In generale, alla base del craving starebbe proprio il sistema di disregolazione psicobiologica sostenuto da gravi fattori di rischio evolutivo, in gran parte riconducibili alla relazione con le figure di accudimento. Il deficit nelle capacità di regolazione affettiva si connette alla produzione di stati emotivi particolarmente dolorosi e non rappresentabili; le emozioni traumatiche, a loro volta, appaiono strettamente associate al discontrollo degli impulsi, rispetto alla loro regolazione e modulazione (Caretti et al., 2016).
È molto probabile che, all’interno di questo spettro ossessivo-impulsivo-compulsivo, nelle condotte di dipendenza, lo stato mentale disfunzionale del craving possa essere rinforzato sia dalle rappresentazioni positive associate al piacere della dipendenza, sia dalle rappresentazioni negative e dolorose dell’astinenza, ma anche dalle rappresentazioni connesse alla regolazione degli stati interni, ovvero alla possibilità di contrastare le emergenti emozioni dolorose, l’ansia e l’umore disforico, proprio attraverso la messa in atto del comportamento di dipendenza (Caretti et al., 2016; Craparo et al., 2016). Queste riflessioni possono essere utili anche per fornire una maggiore comprensione sulle ragioni per cui gli approcci alla cura delle dipendenze patologiche di tipo esclusivamente rieducativo o farmacologico tendono a risultare generalmente infruttuosi ed inefficaci a lungo termine.
Infatti, le conseguenze negative delle condotte di dipendenza difficilmente potranno essere riconosciute, se non elaborate e mentalizzate dall’individuo attraverso processi d’insight (Gori et al., 2015), e con buona probabilità potranno rimanere in secondo piano rispetto alle funzioni autocurative che il comportamento di dipendenza svolge e che il craving sostiene (Caretti, Craparo e Schimmenti, 2008). Quest’ultima considerazione ci può aiutare ulteriormente a capire perché frequentemente i soggetti dipendenti presentano anche altre diagnosi psichiatriche. Si tratta di un problema che non è esclusivamente legato ai limiti degli attuali sistemi diagnostici: in realtà, il più delle volte la dipendenza patologica è solo la punta di un iceberg rispetto alla condizione psicopatologica dell’individuo (Rigliano, 2004), la cui parte sommersa diviene tanto più grande quanto più si approfondiscono clinicamente il suo funzionamento psichico e la sua esperienza di vita.

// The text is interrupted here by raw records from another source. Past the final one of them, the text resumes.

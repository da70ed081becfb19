use std::collections::HashMap;
use std::collections::VecDeque;

use crate::term::GoGroup;
use crate::{GoTermId, Namespace, Ontology};

/// Shortest-path depths of every term below its sub-ontology root
///
/// The map is built once by breadth-first search from all three roots and
/// then answers depth and lowest-common-ancestor queries without touching
/// the graph again. Terms not reachable from a root have no depth.
///
/// Depths feed the edge-based similarity of
/// [`crate::similarity::PekarStaab`].
#[derive(Clone, Debug)]
pub struct TermDepthMap {
    depths: HashMap<GoTermId, u32>,
}

impl TermDepthMap {
    /// Builds the depth map for all terms of the ontology
    pub fn new(ontology: &Ontology) -> Self {
        let mut depths = HashMap::with_capacity(ontology.len());
        for namespace in Namespace::all() {
            let root = namespace.root();
            if ontology.go(root).is_none() {
                continue;
            }
            let mut queue = VecDeque::new();
            depths.insert(root, 0u32);
            queue.push_back(root);
            while let Some(id) = queue.pop_front() {
                let depth = depths[&id];
                if let Some(term) = ontology.go(id) {
                    for child in term.children_ids() {
                        // first visit wins, BFS guarantees it is the shortest
                        if !depths.contains_key(&child) {
                            depths.insert(child, depth + 1);
                            queue.push_back(child);
                        }
                    }
                }
            }
        }
        Self { depths }
    }

    /// The shortest distance from the term to its sub-ontology root
    ///
    /// `None` for terms that are not reachable from any root.
    pub fn depth(&self, id: GoTermId) -> Option<u32> {
        self.depths.get(&id).copied()
    }

    /// The deepest term contained in both groups
    ///
    /// Both groups must contain the terms' self-inclusive ancestor
    /// closures, so the result is the lowest common ancestor. `None` if
    /// the groups share no term with a known depth.
    pub fn lca(&self, group_a: &GoGroup, group_b: &GoGroup) -> Option<GoTermId> {
        let mut best: Option<(GoTermId, u32)> = None;
        for id in &(group_a & group_b) {
            if let Some(depth) = self.depth(id) {
                match best {
                    Some((_, best_depth)) if best_depth >= depth => {}
                    _ => best = Some((id, depth)),
                }
            }
        }
        best.map(|(id, _)| id)
    }
}

#[cfg(test)]
mod test {
    use super::*;
    use crate::term::{Relationship, RelationshipPolicy};
    use crate::BP_ROOT;

    fn chain() -> Ontology {
        let mut ontology = Ontology::default();
        let policy = RelationshipPolicy::default();
        ontology.insert_term(BP_ROOT, "biological_process", "", Namespace::BiologicalProcess);
        ontology.insert_term(8152u32, "metabolic process", "", Namespace::BiologicalProcess);
        ontology.insert_term(6810u32, "transport", "", Namespace::BiologicalProcess);
        ontology.add_relationship(8152u32, BP_ROOT.as_u32(), Relationship::IsA, &policy);
        ontology.add_relationship(6810u32, 8152u32, Relationship::IsA, &policy);
        ontology.create_cache();
        ontology
    }

    #[test]
    fn depths_along_a_chain() {
        let ontology = chain();
        let depths = TermDepthMap::new(&ontology);
        assert_eq!(depths.depth(BP_ROOT), Some(0));
        assert_eq!(depths.depth(8152u32.into()), Some(1));
        assert_eq!(depths.depth(6810u32.into()), Some(2));
        assert_eq!(depths.depth(1u32.into()), None);
    }

    #[test]
    fn lca_is_the_deepest_shared_ancestor() {
        let ontology = chain();
        let depths = TermDepthMap::new(&ontology);
        let mid = ontology.go(8152u32).unwrap();
        let leaf = ontology.go(6810u32).unwrap();
        assert_eq!(
            depths.lca(&mid.self_ancestor_ids(), &leaf.self_ancestor_ids()),
            Some(8152u32.into())
        );
        assert_eq!(depths.lca(&GoGroup::new(), &leaf.self_ancestor_ids()), None);
    }
}
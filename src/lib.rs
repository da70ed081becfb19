//! `govar` provides semantic similarity calculations on the Gene Ontology
//! and a thread-safe population store for genomic variant calls.
//!
//! The ontology side holds all GO terms in an [`Ontology`], links genes to
//! terms with upward propagation and derives per-term information content
//! from annotation frequencies. On top of that sit interchangeable
//! similarity algorithms ([`similarity`]) for term pairs and term sets.
//!
//! The genomic side ([`population`]) accumulates immutable [`population::Variant`]
//! records from concurrent workers into a population → genome → contig
//! hierarchy and answers filtered, read-only views for downstream statistics
//! ([`stats`]).
//!
//! # Examples
//!
//! ```
//! use govar::term::{Namespace, Relationship, RelationshipPolicy};
//! use govar::annotations::{AnnotationIndex, Evidence};
//! use govar::{GoTermId, Ontology};
//!
//! let mut ontology = Ontology::default();
//! let policy = RelationshipPolicy::default();
//!
//! let root = govar::BP_ROOT;
//! let child = GoTermId::from_u32(8152);
//!
//! ontology.insert_term(root, "biological_process", "", Namespace::BiologicalProcess);
//! ontology.insert_term(child, "metabolic process", "", Namespace::BiologicalProcess);
//! ontology.add_relationship(child, root, Relationship::IsA, &policy);
//! ontology.create_cache();
//!
//! let mut annotations = AnnotationIndex::default();
//! annotations.add_association("CFTR", child, Evidence::Exp);
//! ontology.annotate(&annotations).unwrap();
//! ontology.calculate_information_content().unwrap();
//!
//! let term = ontology.go(child).unwrap();
//! assert_eq!(term.name(), "metabolic process");
//! assert_eq!(term.information_content().probability(), 1.0);
//! ```
use std::num::{ParseFloatError, ParseIntError};
use thiserror::Error;

pub mod annotations;
pub mod matrix;
mod ontology;
pub mod population;
mod set;
pub mod similarity;
pub mod stats;
pub mod term;

pub use ontology::depth::TermDepthMap;
pub use ontology::{IcDiagnostics, Ontology};
pub use set::GoSet;
pub use similarity::Similarity;
pub use term::{GoTerm, GoTermId, Namespace, Relationship, RelationshipPolicy};

const DEFAULT_NUM_PARENTS: usize = 10;
const DEFAULT_NUM_ALL_PARENTS: usize = 50;
const DEFAULT_NUM_GENES: usize = 50;

/// Root term of the `biological_process` sub-ontology
pub const BP_ROOT: GoTermId = GoTermId::from_u32(8150);
/// Root term of the `molecular_function` sub-ontology
pub const MF_ROOT: GoTermId = GoTermId::from_u32(3674);
/// Root term of the `cellular_component` sub-ontology
pub const CC_ROOT: GoTermId = GoTermId::from_u32(5575);

/// Main Error type of the crate
///
/// Single-item misses (an unknown term or gene in a query) are not errors,
/// they yield `None`, empty containers or `0.0` instead. `GoError` is
/// reserved for whole-object failures.
#[derive(Error, Debug)]
pub enum GoError {
    /// The term does not exist in the ontology
    #[error("term does not exist")]
    DoesNotExist,
    /// The ontology contains no terms
    #[error("ontology contains no terms")]
    EmptyOntology,
    /// The relationship string is not an OBO relationship kind
    #[error("unknown relationship: {0}")]
    UnknownRelationship(String),
    /// The evidence code is not a GAF evidence code
    #[error("unknown evidence code: {0}")]
    UnknownEvidence(String),
    /// The namespace string is not a GO sub-ontology
    #[error("unknown namespace: {0}")]
    UnknownNamespace(String),
    /// The accession does not follow the `GO:0000000` layout
    #[error("invalid term id: {0}")]
    InvalidTermId(String),
    /// More annotated genes than can be converted to `f32` without loss
    #[error("annotation count too large for IC calculation")]
    AnnotationOverflow,
    /// The study set is not drawn from the background set
    #[error("study set is not a subset of the background set")]
    InvalidSampleSet,
    /// Failed to parse an integer
    #[error("unable to parse Integer")]
    ParseIntError,
    /// Failed to parse a float
    #[error("unable to parse Float")]
    ParseFloatError,
    /// A similarity-matrix file does not match the expected layout
    #[error("malformed similarity matrix: {0}")]
    MatrixFormat(String),
    /// Failed to read or write a file
    #[error("i/o error: {0}")]
    Io(#[from] std::io::Error),
}

impl From<ParseIntError> for GoError {
    fn from(_: ParseIntError) -> Self {
        GoError::ParseIntError
    }
}

impl From<ParseFloatError> for GoError {
    fn from(_: ParseFloatError) -> Self {
        GoError::ParseFloatError
    }
}

/// Crate-wide Result type
pub type GoResult<T> = Result<T, GoError>;
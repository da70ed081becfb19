use std::fmt::Display;

use crate::{GoError, GoResult};

/// The kind of a directed child → parent edge in the ontology graph
#[derive(Clone, Copy, Debug, Eq, Hash, PartialEq)]
pub enum Relationship {
    /// `is_a`: the child is a subtype of the parent
    IsA,
    /// `part_of`: the child is a component of the parent
    PartOf,
    /// `regulates`: the child modulates the parent process
    Regulates,
    /// `positively_regulates`
    PositivelyRegulates,
    /// `negatively_regulates`
    NegativelyRegulates,
}

impl Relationship {
    /// Returns `true` for any of the three `regulates` edge kinds
    pub fn is_regulatory(self) -> bool {
        match self {
            Relationship::Regulates
            | Relationship::PositivelyRegulates
            | Relationship::NegativelyRegulates => true,
            Relationship::IsA | Relationship::PartOf => false,
        }
    }

    /// The OBO spelling of the relationship
    pub fn as_str(self) -> &'static str {
        match self {
            Relationship::IsA => "is_a",
            Relationship::PartOf => "part_of",
            Relationship::Regulates => "regulates",
            Relationship::PositivelyRegulates => "positively_regulates",
            Relationship::NegativelyRegulates => "negatively_regulates",
        }
    }
}

impl TryFrom<&str> for Relationship {
    type Error = GoError;
    fn try_from(s: &str) -> GoResult<Self> {
        match s {
            "is_a" => Ok(Relationship::IsA),
            "part_of" => Ok(Relationship::PartOf),
            "regulates" => Ok(Relationship::Regulates),
            "positively_regulates" => Ok(Relationship::PositivelyRegulates),
            "negatively_regulates" => Ok(Relationship::NegativelyRegulates),
            _ => Err(GoError::UnknownRelationship(s.to_string())),
        }
    }
}

impl Display for Relationship {
    fn fmt(&self, f: &mut std::fmt::Formatter<'_>) -> std::fmt::Result {
        write!(f, "{}", self.as_str())
    }
}

/// Decides which [`Relationship`] kinds are admitted as graph edges
///
/// The policy is applied during construction: rejected edges are simply not
/// inserted, although their endpoint terms still get created as stubs.
///
/// # Examples
///
/// ```
/// use govar::term::{Relationship, RelationshipPolicy};
///
/// let policy = RelationshipPolicy::default();
/// assert!(policy.is_allowed(Relationship::IsA));
/// assert!(policy.is_allowed(Relationship::PartOf));
/// assert!(!policy.is_allowed(Relationship::Regulates));
///
/// let policy = RelationshipPolicy::all();
/// assert!(policy.is_allowed(Relationship::NegativelyRegulates));
/// ```
#[derive(Clone, Debug)]
pub struct RelationshipPolicy {
    allowed: Vec<Relationship>,
}

impl RelationshipPolicy {
    /// Constructs a policy admitting exactly the given kinds
    pub fn new(kinds: &[Relationship]) -> Self {
        Self {
            allowed: kinds.to_vec(),
        }
    }

    /// Constructs a policy admitting all five relationship kinds
    pub fn all() -> Self {
        Self::new(&[
            Relationship::IsA,
            Relationship::PartOf,
            Relationship::Regulates,
            Relationship::PositivelyRegulates,
            Relationship::NegativelyRegulates,
        ])
    }

    /// Returns `true` if edges of this kind are admitted into the graph
    pub fn is_allowed(&self, relationship: Relationship) -> bool {
        self.allowed.contains(&relationship)
    }
}

impl Default for RelationshipPolicy {
    /// The standard policy admits `is_a` and `part_of` edges
    fn default() -> Self {
        Self::new(&[Relationship::IsA, Relationship::PartOf])
    }
}
use std::collections::BTreeMap;
use std::sync::Arc;

use smallvec::SmallVec;

use crate::population::{Variant, VariantFilter};

/// Multiple calls at the same offset are rare, two haplotypes cover
/// almost every site.
type SiteCalls = SmallVec<[Arc<Variant>; 2]>;

/// All variants of one genome on one contig, ordered by offset
///
/// The contig level is plain single-threaded data, the surrounding
/// [`crate::population::GenomeDb`] wraps it in a lock.
#[derive(Clone, Debug, Default)]
pub struct ContigDb {
    name: String,
    variants: BTreeMap<u64, SiteCalls>,
}

impl ContigDb {
    pub fn new(name: &str) -> Self {
        Self {
            name: name.to_string(),
            variants: BTreeMap::new(),
        }
    }

    /// The contig name, e.g. `chr1`
    pub fn name(&self) -> &str {
        &self.name
    }

    pub(crate) fn add(&mut self, variant: Arc<Variant>) {
        self.variants
            .entry(variant.offset())
            .or_default()
            .push(variant);
    }

    /// Number of stored variant calls
    pub fn variant_count(&self) -> usize {
        self.variants.values().map(SmallVec::len).sum()
    }

    pub fn is_empty(&self) -> bool {
        self.variants.is_empty()
    }

    /// Iterates all calls in offset order
    pub fn variants(&self) -> impl Iterator<Item = &Arc<Variant>> {
        self.variants.values().flat_map(|calls| calls.iter())
    }

    /// All calls at one offset, empty if the site has none
    pub fn at_offset(&self, offset: u64) -> &[Arc<Variant>] {
        self.variants
            .get(&offset)
            .map_or(&[], |calls| calls.as_slice())
    }

    /// Number of heterozygous calls
    pub fn heterozygous_site_count(&self) -> usize {
        self.variants()
            .filter(|variant| variant.zygosity().is_heterozygous())
            .count()
    }

    /// A new contig holding only the calls the filter accepts
    ///
    /// The calls themselves are shared with the source, not cloned.
    pub fn filter<F: VariantFilter + ?Sized>(&self, filter: &F) -> ContigDb {
        let mut filtered = ContigDb::new(&self.name);
        for variant in self.variants() {
            if filter.apply(variant) {
                filtered.add(Arc::clone(variant));
            }
        }
        filtered
    }
}
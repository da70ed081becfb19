use std::collections::HashMap;

use crate::similarity::usize_to_f32;
use crate::term::GoGroup;
use crate::{GoTerm, GoTermId, Ontology};

/// Both terms belong to the same sub-ontology
pub(crate) fn same_namespace(a: &GoTerm, b: &GoTerm) -> bool {
    match (a.namespace(), b.namespace()) {
        (Some(namespace_a), Some(namespace_b)) => namespace_a == namespace_b,
        _ => false,
    }
}

/// Quantifies the information two terms share through their ancestry
///
/// The IC-based similarity measures ([`crate::similarity::Resnik`],
/// [`crate::similarity::Lin`], ...) are parameterized over this trait, so
/// the same formula can run on different notions of "shared".
///
/// Cross-namespace pairs and stub terms share nothing, every
/// implementation returns `0.0` for them.
pub trait SharedInformation {
    /// The information content shared by the two terms
    fn shared_information(&self, a: &GoTerm, b: &GoTerm) -> f32;

    /// The information content of a single term
    fn self_information(&self, term: &GoTerm) -> f32 {
        term.information_content().ic()
    }

    /// The largest IC any term of `term`'s sub-ontology can have
    fn max_information(&self, term: &GoTerm) -> f32 {
        term.max_namespace_ic()
    }
}

/// The IC of the single most informative common ancestor
///
/// The classic choice. A term is considered an ancestor of itself, so
/// identical terms share their own IC.
#[derive(Clone, Copy, Debug, Default)]
pub struct Mica;

impl SharedInformation for Mica {
    fn shared_information(&self, a: &GoTerm, b: &GoTerm) -> f32 {
        if !same_namespace(a, b) {
            return 0.0;
        }
        a.ontology()
            .mica_ic(&a.self_ancestor_ids(), &b.self_ancestor_ids())
    }
}

/// The mean IC of all common ancestors
///
/// More forgiving than [`Mica`], shallow shared ancestors pull the score
/// down.
#[derive(Clone, Copy, Debug, Default)]
pub struct AncestorMean;

impl SharedInformation for AncestorMean {
    fn shared_information(&self, a: &GoTerm, b: &GoTerm) -> f32 {
        if !same_namespace(a, b) {
            return 0.0;
        }
        let common = &a.self_ancestor_ids() & &b.self_ancestor_ids();
        if common.is_empty() {
            return 0.0;
        }
        let ontology = a.ontology();
        let sum: f32 = common
            .iter()
            .filter_map(|id| ontology.go(id))
            .map(|term| term.information_content().ic())
            .sum();
        sum / usize_to_f32(common.len())
    }
}

/// The mean IC of the exclusively inherited common ancestors
///
/// A common ancestor counts only if one of its direct children is an
/// ancestor of exactly one of the two terms, i.e. the ancestor marks a
/// point where the two ancestries actually diverge.
#[derive(Clone, Copy, Debug, Default)]
pub struct ExclusivelyInherited;

impl SharedInformation for ExclusivelyInherited {
    fn shared_information(&self, a: &GoTerm, b: &GoTerm) -> f32 {
        if !same_namespace(a, b) {
            return 0.0;
        }
        if a.id() == b.id() {
            return a.information_content().ic();
        }

        let ancestors_a = a.self_ancestor_ids();
        let ancestors_b = b.self_ancestor_ids();
        let common = &ancestors_a & &ancestors_b;
        let ontology = a.ontology();

        let mut retained = 0usize;
        let mut sum = 0.0f32;
        for id in &common {
            if let Some(term) = ontology.go(id) {
                let diverges = term
                    .children_ids()
                    .iter()
                    .any(|child| ancestors_a.contains(&child) != ancestors_b.contains(&child));
                if diverges {
                    retained += 1;
                    sum += term.information_content().ic();
                }
            }
        }
        if retained == 0 {
            return 0.0;
        }
        sum / usize_to_f32(retained)
    }
}

/// The mean IC of the common disjoint ancestors (GraSM)
///
/// Couto's GraSM keeps only common ancestors that represent genuinely
/// different paths of inheritance. Candidates are visited in order of
/// decreasing IC and accepted if they are disjoint from every already
/// accepted ancestor with respect to both query terms.
#[derive(Clone, Copy, Debug, Default)]
pub struct CoutoGraSm {
    adjusted: bool,
}

impl CoutoGraSm {
    /// The strict original definition of disjointness
    pub fn new() -> Self {
        Self { adjusted: false }
    }

    /// The adjusted variant, which also accepts ancestors reached through
    /// the same number of paths
    pub fn adjusted() -> Self {
        Self { adjusted: true }
    }

    /// Number of distinct directed paths from `from` up to `to`
    fn path_count(
        &self,
        ontology: &Ontology,
        from: GoTermId,
        to: GoTermId,
        memo: &mut HashMap<(GoTermId, GoTermId), u64>,
    ) -> u64 {
        if from == to {
            return 1;
        }
        if let Some(count) = memo.get(&(from, to)) {
            return *count;
        }
        let term = match ontology.go(from) {
            Some(term) => term,
            None => return 0,
        };
        let mut total = 0;
        for parent in term.parent_ids() {
            if parent == to || ontology.ancestor_ids(parent).contains(&to) {
                total += self.path_count(ontology, parent, to, memo);
            }
        }
        memo.insert((from, to), total);
        total
    }

    /// `candidate` reaches `term` through paths not already represented
    /// by `selected`
    fn is_disjoint(
        &self,
        ontology: &Ontology,
        term: GoTermId,
        candidate: GoTermId,
        selected: GoTermId,
        memo: &mut HashMap<(GoTermId, GoTermId), u64>,
    ) -> bool {
        let direct = self.path_count(ontology, term, candidate, memo);
        let through = self.path_count(ontology, term, selected, memo)
            * self.path_count(ontology, selected, candidate, memo);
        if self.adjusted {
            direct >= through
        } else {
            direct > through
        }
    }

    /// The common disjoint ancestors of two terms, including the terms
    /// themselves where applicable
    pub fn common_disjoint_ancestors(&self, a: &GoTerm, b: &GoTerm) -> GoGroup {
        let ontology = a.ontology();
        let common = &a.self_ancestor_ids() & &b.self_ancestor_ids();

        let mut candidates: Vec<(GoTermId, f32)> = common
            .iter()
            .filter_map(|id| ontology.go(id))
            .map(|term| (term.id(), term.information_content().ic()))
            .collect();
        candidates.sort_by(|x, y| y.1.total_cmp(&x.1));

        let mut memo = HashMap::new();
        let mut selected = GoGroup::new();
        for (candidate, _) in candidates {
            let disjoint = selected.iter().all(|previous| {
                self.is_disjoint(ontology, a.id(), candidate, previous, &mut memo)
                    && self.is_disjoint(ontology, b.id(), candidate, previous, &mut memo)
            });
            if disjoint {
                selected.insert(candidate);
            }
        }
        selected
    }
}

impl SharedInformation for CoutoGraSm {
    fn shared_information(&self, a: &GoTerm, b: &GoTerm) -> f32 {
        if !same_namespace(a, b) {
            return 0.0;
        }
        let disjoint_ancestors = self.common_disjoint_ancestors(a, b);
        if disjoint_ancestors.is_empty() {
            return 0.0;
        }
        let ontology = a.ontology();
        let sum: f32 = disjoint_ancestors
            .iter()
            .filter_map(|id| ontology.go(id))
            .map(|term| term.information_content().ic())
            .sum();
        sum / usize_to_f32(disjoint_ancestors.len())
    }
}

La complessità di questo modello di lettura e di comprensione delle addiction ha fornito una motivazione alla ricerca di sistemi di valutazione più efficaci, in grado di considerare le varie sfumature degli addictive behaviors. Ed è così che dopo anni di progettazione e ricerca, grazie alla collaborazione di clinici e ricercatori e con il supporto di FederSerd nasce, all’interno di questo modello teorico-clinico, un nuovo strumento di misura per la valutazione delle addiction e per la formulazione di un piano di trattamento personalizzato: l’Addictive Behavior Questionnaire (ABQ).